US-Iran tensions: Donald Trump signs ‘hard-hitting’ financial sanctions against Iran
He held Iran’s supreme leader Ayatollah Ali Khamenei “ultimately responsible” for the Islamic republic’s destabilising activities.
United Sates President Donald Trump on Monday ordered “hard-hitting” financial sanctions on Iran’s supreme leader Ayatollah Ali Khamenei, reported AFP. This comes even as Iran downplayed the threat of new US sanctions.
“We will continue to increase pressure on Tehran,” Trump said as he signed the order in the Oval Office, according to AFP. “Never can Iran have a nuclear weapon.”
He held Khamenei “ultimately responsible” for the Islamic republic’s destabilising activities.
On Sunday, United States National Security Advisor John Bolton had warned Iran not to misinterpret Trump’s last-minute cancellation of the planned airstrikes on the country as a sign of weakness. On Friday, Trump had said that he had called off three airstrikes on Iran as 150 people would die.

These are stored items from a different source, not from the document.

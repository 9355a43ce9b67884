//! Chat-transport event types.
//!
//! [`InboundEvent`] is what the transport adapter hands the router after
//! webhook verification; [`OutboundMessage`] is what flows back. Both are
//! tagged unions so the wire shape stays self-describing.

use crate::ids::{ArtifactId, ConfirmToken, EventId, UserId};
use serde::{Deserialize, Serialize};

/// An event arriving from the chat transport.
#[derive(Clone, Debug, PartialEq, Serialize, Deserialize)]
#[serde(tag = "type", rename_all = "snake_case")]
pub enum InboundEvent {
    /// Free-text message.
    Text {
        /// Provider-assigned id, used for dedup.
        event_id: EventId,
        /// Sender.
        user: UserId,
        /// Message body.
        text: String,
    },
    /// File upload.
    File {
        /// Provider-assigned id, used for dedup.
        event_id: EventId,
        /// Sender.
        user: UserId,
        /// Reference to the uploaded payload.
        artifact: ArtifactId,
        /// Original filename as shown to the user.
        display_name: String,
    },
    /// Interactive button press.
    Button {
        /// Provider-assigned id, used for dedup.
        event_id: EventId,
        /// Sender.
        user: UserId,
        /// Action verb from the pressed button.
        action: String,
        /// Opaque payload attached by the button builder. Malformed payloads
        /// are tolerated; the router falls back to generic handling.
        payload: serde_json::Value,
    },
}

impl InboundEvent {
    /// Dedup key.
    #[must_use]
    pub fn event_id(&self) -> &EventId {
        match self {
            Self::Text { event_id, .. }
            | Self::File { event_id, .. }
            | Self::Button { event_id, .. } => event_id,
        }
    }

    /// Sending user (the session key).
    #[must_use]
    pub fn user(&self) -> &UserId {
        match self {
            Self::Text { user, .. } | Self::File { user, .. } | Self::Button { user, .. } => user,
        }
    }
}

/// One pressable button.
#[derive(Clone, Debug, PartialEq, Serialize, Deserialize)]
pub struct Button {
    /// Action verb echoed back in the press event.
    pub action: String,
    /// Field this button sets.
    pub field: String,
    /// Value the press selects.
    pub value: String,
    /// Row index for multi-file selection matrices.
    #[serde(skip_serializing_if = "Option::is_none")]
    pub row: Option<usize>,
}

/// A labelled group of buttons for one field.
#[derive(Clone, Debug, PartialEq, Serialize, Deserialize)]
pub struct ButtonGroup {
    /// Field the group sets.
    pub field: String,
    /// Label shown above the buttons.
    pub label: String,
    /// Row index for multi-file selection matrices.
    #[serde(skip_serializing_if = "Option::is_none")]
    pub row: Option<usize>,
    /// The buttons.
    pub buttons: Vec<Button>,
}

/// A message sent back to the user.
#[derive(Clone, Debug, PartialEq, Serialize, Deserialize)]
#[serde(tag = "type", rename_all = "snake_case")]
pub enum OutboundMessage {
    /// Plain informational text.
    Notice {
        /// Message body.
        text: String,
    },
    /// A prompt with interactive option buttons.
    Options {
        /// Lead-in text.
        prompt: String,
        /// Button groups, one per field (and per row for file matrices).
        groups: Vec<ButtonGroup>,
    },
    /// Final review card carrying a single-use confirmation token.
    Confirm {
        /// Human-readable summary of the collected fields.
        summary: String,
        /// Token redeemed exactly once on press.
        token: ConfirmToken,
    },
    /// Hand-off to an external portal (link-only kinds).
    OpenExternally {
        /// Explanatory text.
        text: String,
        /// Deep link to open.
        url: String,
    },
}

impl OutboundMessage {
    /// Convenience constructor for plain notices.
    #[must_use]
    pub fn notice(text: impl Into<String>) -> Self {
        Self::Notice { text: text.into() }
    }
}
//! The process-wide session store.
//!
//! One `parking_lot::Mutex` guards everything: sessions, timers, pending
//! confirmations, conversation windows, the dedup ledger, and the rate gate.
//! Every public method takes the lock, mutates, and returns; none of them
//! await or perform I/O. Callers that need network work snapshot state,
//! drop the lock, do the work, and commit through a second call that
//! re-validates the session's generation counter.
//!
//! Timestamps are always passed in by the caller so behavior is
//! deterministic under test.

use crate::confirm::{PendingConfirmation, RedeemError};
use crate::dedup::DedupLedger;
use crate::ratelimit::RateGate;
use crate::session::{Session, Workflow};
use crate::window::{ConversationWindow, Role, Turn};
use chrono::{DateTime, Utc};
use clerk_core::catalog::TicketKind;
use clerk_core::constants::{CONFIRM_TTL_SECS, CONSUMED_TTL_SECS, WINDOW_TTL_SECS};
use clerk_core::fields::FieldMap;
use clerk_core::ids::{ArtifactId, ConfirmToken, EventId, UserId};
use clerk_core::timer::TimerHandle;
use metrics::{counter, gauge};
use parking_lot::Mutex;
use std::collections::HashMap;
use tracing::{debug, info};

/// A session removed by the TTL sweep. The caller notifies the user
/// outside the lock.
#[derive(Clone, Debug, PartialEq)]
pub struct ExpiryNotice {
    /// The session's owner.
    pub user: UserId,
    /// Workflow name at expiry, for logs and message wording.
    pub workflow: &'static str,
}

#[derive(Default)]
struct Inner {
    sessions: HashMap<UserId, Session>,
    timers: HashMap<UserId, TimerHandle>,
    confirmations: HashMap<ConfirmToken, PendingConfirmation>,
    consumed: HashMap<ConfirmToken, DateTime<Utc>>,
    windows: HashMap<UserId, ConversationWindow>,
    dedup: DedupLedger,
    rate: RateGate,
}

impl Inner {
    fn cancel_timer(&mut self, user: &UserId) {
        if let Some(handle) = self.timers.remove(user) {
            handle.cancel();
        }
    }

    fn remove_session(&mut self, user: &UserId) -> Option<Session> {
        self.cancel_timer(user);
        let removed = self.sessions.remove(user);
        gauge!("clerk_sessions_active").set(self.sessions.len() as f64);
        removed
    }
}

/// All mutable orchestrator state.
#[derive(Default)]
pub struct SessionStore {
    inner: Mutex<Inner>,
}

impl SessionStore {
    /// Empty store.
    #[must_use]
    pub fn new() -> Self {
        Self::default()
    }

    /// Store with an explicit rate-gate interval, for tests that drive many
    /// events through one wall-clock instant.
    #[must_use]
    pub fn with_min_interval(min_interval_ms: i64) -> Self {
        Self {
            inner: Mutex::new(Inner {
                rate: RateGate::new(min_interval_ms),
                ..Inner::default()
            }),
        }
    }

    // ── Dedup and rate limiting ──────────────────────────────────────────

    /// Record an inbound event id. Returns `false` on a redelivery.
    pub fn observe_event(&self, event_id: &EventId, now: DateTime<Utc>) -> bool {
        let fresh = self.inner.lock().dedup.observe(event_id, now);
        if !fresh {
            counter!("clerk_events_deduped").increment(1);
            debug!(event_id = %event_id, "dropping redelivered event");
        }
        fresh
    }

    /// Whether `user` passes the rate gate. Exempt events always pass.
    pub fn allow(&self, user: &UserId, now: DateTime<Utc>, exempt: bool) -> bool {
        let allowed = self.inner.lock().rate.allow(user, now, exempt);
        if !allowed {
            counter!("clerk_events_rate_limited").increment(1);
        }
        allowed
    }

    // ── Sessions ─────────────────────────────────────────────────────────

    /// Snapshot the user's session. A session past its TTL is removed and
    /// reported as absent.
    pub fn get(&self, user: &UserId, now: DateTime<Utc>) -> Option<Session> {
        let mut inner = self.inner.lock();
        if inner.sessions.get(user).is_some_and(|s| s.is_expired(now)) {
            let _ = inner.remove_session(user);
            return None;
        }
        inner.sessions.get(user).cloned()
    }

    /// Install a session, replacing any existing one and cancelling its
    /// timer.
    pub fn insert(&self, session: Session) {
        let mut inner = self.inner.lock();
        inner.cancel_timer(&session.user);
        debug!(user = %session.user, workflow = session.workflow.kind_name(), "session installed");
        let _ = inner.sessions.insert(session.user.clone(), session);
        gauge!("clerk_sessions_active").set(inner.sessions.len() as f64);
    }

    /// Mutate the user's live session in place, touching its activity
    /// timestamp. Returns `None` if the session is absent or expired.
    pub fn update<R>(
        &self,
        user: &UserId,
        now: DateTime<Utc>,
        f: impl FnOnce(&mut Session) -> R,
    ) -> Option<R> {
        let mut inner = self.inner.lock();
        if inner.sessions.get(user).is_some_and(|s| s.is_expired(now)) {
            let _ = inner.remove_session(user);
            return None;
        }
        let session = inner.sessions.get_mut(user)?;
        let out = f(session);
        session.last_activity = now;
        Some(out)
    }

    /// Bump the session's generation counter, invalidating timers scheduled
    /// against the previous value. Returns the new generation.
    pub fn bump_generation(&self, user: &UserId, now: DateTime<Utc>) -> Option<u64> {
        self.update(user, now, |s| {
            s.generation += 1;
            s.generation
        })
    }

    /// Remove the user's session and cancel its timer.
    pub fn delete(&self, user: &UserId) -> Option<Session> {
        self.inner.lock().remove_session(user)
    }

    /// Mark an unattributed-file stash as prompted, restarting its idle
    /// clock. The destination-prompt timer runs the same length as the
    /// stash TTL, so at fire time the session can sit exactly on the expiry
    /// boundary; this path skips the expiry check so the prompt wins the
    /// tie. Returns `false` when the stash is gone, already prompted, or a
    /// later generation.
    pub fn mark_stash_prompted(
        &self,
        user: &UserId,
        generation: u64,
        now: DateTime<Utc>,
    ) -> bool {
        let mut inner = self.inner.lock();
        let Some(session) = inner.sessions.get_mut(user) else {
            return false;
        };
        if session.generation != generation {
            return false;
        }
        let Workflow::FileIntentUnclear(stash) = &mut session.workflow else {
            return false;
        };
        if stash.prompt_sent {
            return false;
        }
        stash.prompt_sent = true;
        session.last_activity = now;
        true
    }

    // ── Timers ───────────────────────────────────────────────────────────

    /// Attach a timer to the user's session, cancelling any previous one.
    pub fn set_timer(&self, user: &UserId, handle: TimerHandle) {
        let mut inner = self.inner.lock();
        inner.cancel_timer(user);
        let _ = inner.timers.insert(user.clone(), handle);
    }

    /// Cancel and drop the user's timer, if any.
    pub fn clear_timer(&self, user: &UserId) {
        self.inner.lock().cancel_timer(user);
    }

    // ── Conversation windows ─────────────────────────────────────────────

    /// Append a turn to the user's window.
    pub fn push_turn(&self, user: &UserId, role: Role, text: &str, now: DateTime<Utc>) {
        let mut inner = self.inner.lock();
        inner
            .windows
            .entry(user.clone())
            .or_insert_with(|| ConversationWindow::new(now))
            .push(role, text, now);
    }

    /// Snapshot the user's turns, oldest first.
    #[must_use]
    pub fn history(&self, user: &UserId) -> Vec<Turn> {
        self.inner
            .lock()
            .windows
            .get(user)
            .map(ConversationWindow::turns)
            .unwrap_or_default()
    }

    /// Drop the user's window. Called after a ticket attempt so the next
    /// request starts from a clean context.
    pub fn clear_window(&self, user: &UserId) {
        let _ = self.inner.lock().windows.remove(user);
    }

    // ── Confirmations ────────────────────────────────────────────────────

    /// Bind a finalized field set to a fresh single-use token. Any earlier
    /// pending token for the same user is evicted: a superseded card must
    /// not stay redeemable next to the one that replaced it, or one
    /// collection could file two tickets.
    pub fn issue_confirmation(
        &self,
        user: &UserId,
        kind: TicketKind,
        fields: FieldMap,
        artifacts: Vec<ArtifactId>,
        now: DateTime<Utc>,
    ) -> ConfirmToken {
        let token = ConfirmToken::generate();
        let pending = PendingConfirmation {
            token: token.clone(),
            user: user.clone(),
            kind,
            fields,
            artifacts,
            created_at: now,
        };
        let mut inner = self.inner.lock();
        inner.confirmations.retain(|_, p| p.user != *user);
        let _ = inner.confirmations.insert(token.clone(), pending);
        token
    }

    /// Redeem a token exactly once. The remove-then-check is atomic under
    /// the store lock, so two racing presses see one `Ok` and one
    /// [`RedeemError::Consumed`].
    pub fn redeem_confirmation(
        &self,
        token: &ConfirmToken,
        user: &UserId,
        now: DateTime<Utc>,
    ) -> Result<PendingConfirmation, RedeemError> {
        let mut inner = self.inner.lock();
        match inner.confirmations.remove(token) {
            Some(pending) if pending.user != *user => {
                // Not the owner; put it back untouched.
                let _ = inner.confirmations.insert(token.clone(), pending);
                Err(RedeemError::Expired)
            }
            Some(pending) => {
                if (now - pending.created_at).num_seconds() >= CONFIRM_TTL_SECS {
                    return Err(RedeemError::Expired);
                }
                let _ = inner.consumed.insert(token.clone(), now);
                Ok(pending)
            }
            None if inner.consumed.contains_key(token) => Err(RedeemError::Consumed),
            None => Err(RedeemError::Expired),
        }
    }

    // ── Sweep ────────────────────────────────────────────────────────────

    /// Remove everything past its TTL. Returns one notice per expired
    /// session; the caller sends them outside the lock.
    pub fn sweep(&self, now: DateTime<Utc>) -> Vec<ExpiryNotice> {
        let mut inner = self.inner.lock();

        let expired: Vec<UserId> = inner
            .sessions
            .values()
            .filter(|s| s.is_expired(now))
            .map(|s| s.user.clone())
            .collect();
        let mut notices = Vec::with_capacity(expired.len());
        for user in expired {
            if let Some(session) = inner.remove_session(&user) {
                info!(user = %user, workflow = session.workflow.kind_name(), "session expired");
                counter!("clerk_sessions_expired").increment(1);
                notices.push(ExpiryNotice {
                    user,
                    workflow: session.workflow.kind_name(),
                });
            }
        }

        inner
            .confirmations
            .retain(|_, p| (now - p.created_at).num_seconds() < CONFIRM_TTL_SECS);
        inner
            .consumed
            .retain(|_, at| (now - *at).num_seconds() < CONSUMED_TTL_SECS);
        inner
            .windows
            .retain(|_, w| (now - w.last_activity).num_seconds() < WINDOW_TTL_SECS);
        inner.rate.prune(now, WINDOW_TTL_SECS);

        notices
    }
}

Trump on Saturday said that the country will impose “major additional sanctions” on Iran from Monday, in a bid to prevent the country from obtaining nuclear weapons. Tehran had warned Washington that it will pay a heavy price if it fires a single bullet.
Tension between both the countries renewed last week after Iran shot down an American spy drone over the Strait of Hormuz. While Tehran claimed the drone violated its airspace, the US maintained it was shot down over international waters. The incident came at a time when the United States accused Iran of attacking two of its oil tankers in the Gulf of Oman on June 13. Hormozgan borders the Strait of Hormuz, where the tankers were located. The US military has also accused Iran of firing a missile at a drone that had responded to the explosions. In May, Washington had alleged Tehran had orchestrated a similar attack in which four tankers in the same area were damaged.
President Donald Trump withdrew from the 2015 Iran nuclear deal and reimposed heavy sanctions on the country. Iran responded to the sanctions by threatening to walk away from its obligations under the nuclear deal – which had promised economic relief in exchange for limits to its nuclear development – and return to higher levels of uranium enrichment.